What to work on. Search the entries for the word "ApiFailure". Copy each line in which it is found.

- Opening Delimiter -

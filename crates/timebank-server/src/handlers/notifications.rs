// SPDX-License-Identifier: Apache-2.0

use crate::auth::authenticate;
use crate::failure::ApiFailure;
use crate::AppState;
use axum::extract::{Query, State};
use axum::http::HeaderMap;
use axum::Json;
use std::collections::BTreeMap;
use timebank_api::{parse_list_notifications_params, ApiError, ListResponse};
use timebank_model::{Notification, Role};

pub(crate) async fn list_notifications_handler(
    State(state): State<AppState>,
    headers: HeaderMap,
    Query(query): Query<BTreeMap<String, String>>,
) -> Result<Json<ListResponse<Notification>>, ApiFailure> {
    let ctx = authenticate(&state, &headers)?;
    let params = parse_list_notifications_params(&query)?;

    match ctx.user.role {
        Role::Admin => {
            let rows = state.store.list_notifications(params.status, params.limit)?;
            Ok(Json(ListResponse::without_cursor(rows)))
        }
        // Managers see only mail addressed to their client's contact.
        Role::Manager => {
            let scope = ctx
                .user
                .client_id
                .ok_or_else(|| ApiError::forbidden("no client scope"))?;
            let contact = state.store.get_client(&scope)?.contact_email;
            let rows = state
                .store
                .list_notifications(params.status, params.limit)?
                .into_iter()
                .filter(|n| n.recipient == contact)
                .collect();
            Ok(Json(ListResponse::without_cursor(rows)))
        }
        Role::Member => Err(ApiError::forbidden("list notifications").into()),
    }
}

#[cfg(test)]
mod tests {
    use super::*;
    use crate::handlers::test_support::{seed_client, seed_user, session_headers};
    use chrono::Utc;
    use timebank_model::{EmailAddress, NotificationDraft, NotificationKind};

    fn draft(recipient: &str, dedupe: &str) -> NotificationDraft {
        NotificationDraft {
            kind: NotificationKind::DepletionWarning,
            dedupe_key: dedupe.to_string(),
            recipient: EmailAddress::parse(recipient).expect("email"),
            subject: "subject".to_string(),
            body: "body".to_string(),
        }
    }

    #[tokio::test]
    async fn manager_listing_is_filtered_to_their_contact_address() {
        let state = AppState::for_tests();
        let client = seed_client(&state, "Acme");
        let manager = seed_user(&state, "mgr@acme.example", Role::Manager, Some(client.id));
        state
            .store
            .enqueue_notification(
                &draft(client.contact_email.as_str(), "depletion:a:warning"),
                Utc::now(),
            )
            .expect("enqueue");
        state
            .store
            .enqueue_notification(&draft("ops@other.example", "depletion:b:warning"), Utc::now())
            .expect("enqueue");

        let Json(page) = list_notifications_handler(
            State(state.clone()),
            session_headers(&state, &manager),
            Query(BTreeMap::new()),
        )
        .await
        .expect("list");
        assert_eq!(page.items.len(), 1);
        assert_eq!(page.items[0].recipient, client.contact_email);
    }

    #[tokio::test]
    async fn member_is_rejected() {
        let state = AppState::for_tests();
        let client = seed_client(&state, "Acme");
        let member = seed_user(&state, "m@acme.example", Role::Member, Some(client.id));

        let err = list_notifications_handler(
            State(state.clone()),
            session_headers(&state, &member),
            Query(BTreeMap::new()),
        )
        .await
        .expect_err("member list");
        assert_eq!(err.0.code, timebank_api::ApiErrorCode::Forbidden);
    }
}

- Closing Delimiter -

Output of the task.
use crate::failure::ApiFailure;
) -> Result<Json<ListResponse<Notification>>, ApiFailure> {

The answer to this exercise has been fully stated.